Early Mobilisation: How, When and Who

Elderly patient in hospital bed, credit freeimages.com

Early physical therapy is recommended in ICU guidelines, but detail on the actual physical therapy is lacking, according to the authors of a systematic review, published online in Anaesthesia, Critical Care & Pain Medicine. Hélène Laurent, from the Physical Medicine and Rehabilitation Department at Clermont-Ferrand University Hospital, and colleagues, reviewed the literature on how to implement early exercise, for which patients and what benefit.


Twenty-two studies were included in the qualitative analysis (19 randomised controlled trials, two case series and one retrospective trial). The studies examined safety and efficacy of early physical therapy on the occurrence of polyneuropathy, microcirculatory, respiratory, peripheral muscle and functional criteria as well as long-term indicators. The studies had no information on sedation management, details on ventilatory support or parameters used during exercise. Few studies assessed long-term outcomes.

Multimodal strategies were most often used, comprising a combination of upper and/or lower limb training plus functional (e.g. sitting in bed, deambulation) or respiratory muscle training (i.e., chest physical therapy).

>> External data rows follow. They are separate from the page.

//! Chart manifest definition and loading

use serde::{Deserialize, Serialize};
use std::collections::BTreeMap;
use std::path::{Path, PathBuf};

use crate::error::{CoreError, Result};

/// Name of the manifest file that marks a chart directory
pub const CHART_FILE: &str = "Chart.yaml";

/// Legacy location of dependencies for `apiVersion: v1` charts
pub const REQUIREMENTS_FILE: &str = "requirements.yaml";

/// A Helm chart manifest (`Chart.yaml`)
#[derive(Debug, Clone, Default, Serialize, Deserialize)]
#[serde(rename_all = "camelCase")]
pub struct ChartManifest {
    /// API version (v1 or v2)
    #[serde(default)]
    pub api_version: String,

    /// Chart name (required)
    #[serde(default)]
    pub name: String,

    /// Chart version (required, SemVer expected)
    #[serde(default, with = "loose_string")]
    pub version: String,

    /// Description
    #[serde(default)]
    pub description: Option<String>,

    /// Chart type
    #[serde(default, rename = "type")]
    pub kind: Option<ChartKind>,

    /// Application version
    #[serde(default, with = "loose_string_opt")]
    pub app_version: Option<String>,

    /// Kubernetes version constraint
    #[serde(default)]
    pub kube_version: Option<String>,

    /// Home URL
    #[serde(default)]
    pub home: Option<String>,

    /// Icon URL
    #[serde(default)]
    pub icon: Option<String>,

    /// Source URLs
    #[serde(default)]
    pub sources: Vec<String>,

    /// Keywords
    #[serde(default)]
    pub keywords: Vec<String>,

    /// Maintainers
    #[serde(default)]
    pub maintainers: Vec<Maintainer>,

    /// Dependencies
    #[serde(default)]
    pub dependencies: Vec<Dependency>,

    /// Whether the chart is deprecated
    #[serde(default)]
    pub deprecated: bool,

    /// Annotations
    #[serde(default)]
    pub annotations: BTreeMap<String, String>,
}

/// Chart type
#[derive(Debug, Clone, Copy, Default, Serialize, Deserialize, PartialEq, Eq)]
#[serde(rename_all = "lowercase")]
pub enum ChartKind {
    #[default]
    Application,
    Library,
}

impl ChartKind {
    pub fn as_str(&self) -> &'static str {
        match self {
            Self::Application => "application",
            Self::Library => "library",
        }
    }
}

/// Maintainer information
#[derive(Debug, Clone, Default, Serialize, Deserialize)]
pub struct Maintainer {
    #[serde(default)]
    pub name: String,
    #[serde(default)]
    pub email: Option<String>,
    #[serde(default)]
    pub url: Option<String>,
}

/// Chart dependency
#[derive(Debug, Clone, Default, Serialize, Deserialize)]
#[serde(rename_all = "camelCase")]
pub struct Dependency {
    /// Dependency name
    pub name: String,

    /// Version constraint
    #[serde(default, with = "loose_string")]
    pub version: String,

    /// Repository URL (may be empty for local subcharts)
    #[serde(default)]
    pub repository: String,

    /// Alias name
    #[serde(default)]
    pub alias: Option<String>,

    /// Condition path evaluated by Helm at install time
    #[serde(default)]
    pub condition: Option<String>,

    /// Tags for conditional inclusion
    #[serde(default)]
    pub tags: Vec<String>,
}

impl Dependency {
    /// Get the effective name (alias if set, otherwise name)
    #[inline]
    pub fn effective_name(&self) -> &str {
        self.alias.as_deref().unwrap_or(&self.name)
    }
}

impl ChartManifest {
    /// Parse a manifest from YAML
    pub fn from_yaml(yaml: &str) -> Result<Self> {
        serde_yaml::from_str(yaml).map_err(|e| CoreError::yaml(CHART_FILE, e))
    }

    /// Check required fields
    pub fn validate(&self) -> Result<()> {
        if self.name.trim().is_empty() {
            return Err(CoreError::MissingField {
                field: "name".to_string(),
            });
        }
        if self.version.trim().is_empty() {
            return Err(CoreError::MissingField {
                field: "version".to_string(),
            });
        }
        Ok(())
    }

    /// Check if this is a library chart
    pub fn is_library(&self) -> bool {
        self.kind == Some(ChartKind::Library)
    }

    /// Check if the version parses as SemVer
    pub fn has_semver_version(&self) -> bool {
        semver::Version::parse(&self.version).is_ok()
    }
}

/// Contents of a legacy `requirements.yaml`
#[derive(Debug, Default, Deserialize)]
struct Requirements {
    #[serde(default)]
    dependencies: Vec<Dependency>,
}

/// A chart with its manifest read from disk
#[derive(Debug, Clone)]
pub struct LoadedChart {
    /// Chart manifest
    pub manifest: ChartManifest,

    /// Root directory of the chart
    pub root: PathBuf,

    /// Base values file path (may not exist)
    pub values_path: PathBuf,
}

impl LoadedChart {
    /// Load a chart from a directory
    pub fn load<P: AsRef<Path>>(path: P, values_file: &str) -> Result<Self> {
        let root = path.as_ref().to_path_buf();

        if !root.is_dir() {
            return Err(CoreError::ChartNotFound {
                path: root.display().to_string(),
            });
        }

        let chart_file = root.join(CHART_FILE);
        if !chart_file.is_file() {
            return Err(CoreError::InvalidChart {
                message: format!("{} not found in {}", CHART_FILE, root.display()),
            });
        }

        let content = std::fs::read_to_string(&chart_file)?;
        let mut manifest = ChartManifest::from_yaml(&content)?;
        manifest.validate()?;

        if !manifest.has_semver_version() {
            tracing::warn!(
                "Chart {} has a non-SemVer version '{}'",
                manifest.name,
                manifest.version
            );
        }

        if manifest.api_version == "v1" {
            let requirements = root.join(REQUIREMENTS_FILE);
            if requirements.is_file() {
                let content = std::fs::read_to_string(&requirements)?;
                let parsed: Option<Requirements> = serde_yaml::from_str(&content)
                    .map_err(|e| CoreError::yaml(REQUIREMENTS_FILE, e))?;
                manifest.dependencies = parsed.unwrap_or_default().dependencies;
                tracing::debug!(
                    "Read {} dependencies from {}",
                    manifest.dependencies.len(),
                    requirements.display()
                );
            }
        }

        let values_path = root.join(values_file);

        Ok(Self {
            manifest,
            root,
            values_path,
        })
    }
}

/// Strings that may be written as YAML numbers (`version: 1.0`)
mod loose_string {
    use serde::{Deserialize, Deserializer, Serializer};

    pub fn serialize<S>(value: &str, serializer: S) -> Result<S::Ok, S::Error>
    where
        S: Serializer,
    {
        serializer.serialize_str(value)
    }

    pub fn deserialize<'de, D>(deserializer: D) -> Result<String, D::Error>
    where
        D: Deserializer<'de>,
    {
        let value = serde_yaml::Value::deserialize(deserializer)?;
        super::scalar_to_string(value).map_err(serde::de::Error::custom)
    }
}

mod loose_string_opt {
    use serde::{Deserialize, Deserializer, Serializer};

    pub fn serialize<S>(value: &Option<String>, serializer: S) -> Result<S::Ok, S::Error>
    where
        S: Serializer,
    {
        match value {
            Some(v) => serializer.serialize_some(v),
            None => serializer.serialize_none(),
        }
    }

    pub fn deserialize<'de, D>(deserializer: D) -> Result<Option<String>, D::Error>
    where
        D: Deserializer<'de>,
    {
        let value = serde_yaml::Value::deserialize(deserializer)?;
        if value.is_null() {
            return Ok(None);
        }
        super::scalar_to_string(value)
            .map(Some)
            .map_err(serde::de::Error::custom)
    }
}

fn scalar_to_string(value: serde_yaml::Value) -> std::result::Result<String, String> {
    match value {
        serde_yaml::Value::String(s) => Ok(s),
        serde_yaml::Value::Number(n) => Ok(n.to_string()),
        serde_yaml::Value::Bool(b) => Ok(b.to_string()),
        serde_yaml::Value::Null => Ok(String::new()),
        other => Err(format!("expected a string, found {:?}", other)),
    }
}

Not enough detail was given in these studies to allow others to reproduce the protocols, write Laurent and her co-authors.

See Also: Physiotherapy Services in the Australian ICU

Recommendations and Next Steps

Laurent and co-authors conclude that the effects of specific exercise types need to be better described, and interventions need to be structured and well described. The process for selecting patients who can benefit from early exercise needs to be evaluated and improved as does the timing, intensity and frequency of exercise.

They write: “ICU teams must formulate algorithms to help physical therapists and nurses to promote the right exercise at the right time, as well as according to illness and sedation status.” Targeted upper limb training is important, starting from passive range of motion exercises and although muscle electrical stimulation has limited evidence, it appears to be safe and well tolerated. Assessing the benefits of early exercise remains a challenge, and they recommend development of appropriate evaluation scores. They state that their results underline the heterogeneity of the targeted populations, a lack of precision concerning eligibility criteria, program modalities, the timing of program initiation, progression and stopping criteria, adding that this “highlights the importance of clinical stability or instability when determining patient eligibility for exercise programs.”

Laurent and her co-authors conclude: “Changes in the professional culture of multidisciplinary-ICU teams are necessary as concerns early exercise. Physical therapists must be involved and their essential role in the ICU is clearly justified.”

Systematic Review of Physical Rehabilitation Interventions

Bronwen Connolly, from the Lane Fox Respiratory Unit, St. Thomas' Hospital, London, UK and colleagues, on behalf of the Enhanced Recovery After Critical Illness Programme Group, synthesised the systematic review evidence for physical rehabilitation interventions for patients with critical illness across the recovery continuum. Five systematic reviews of randomised controlled trials (RCTs) are included in the study, published in Thorax.


Their findings confirm evidence of benefit in short-term outcomes from interventions delivered in the early stages of critical illness while in the ICU. These included moderate-to-high quality evidence of the beneficial effects of physical therapy, including  early mobilisation, cycle ergometry and electrical muscle stimulation, on critical illness polyneuropathy/myopathy, quality of life, mortality and healthcare utilisation. Two reviews looked at electrical muscle stimulation, where the evidence was low quality for the effects on muscle strength, muscle structure and critical illness polyneuropathy/myopathy. The varied study designs and intervention protocols makes a precise therapeutic prescription impossible, they write. They found no evidence to conclude benefit from interventions delivered post-ICU discharge, due to the lack of studies.    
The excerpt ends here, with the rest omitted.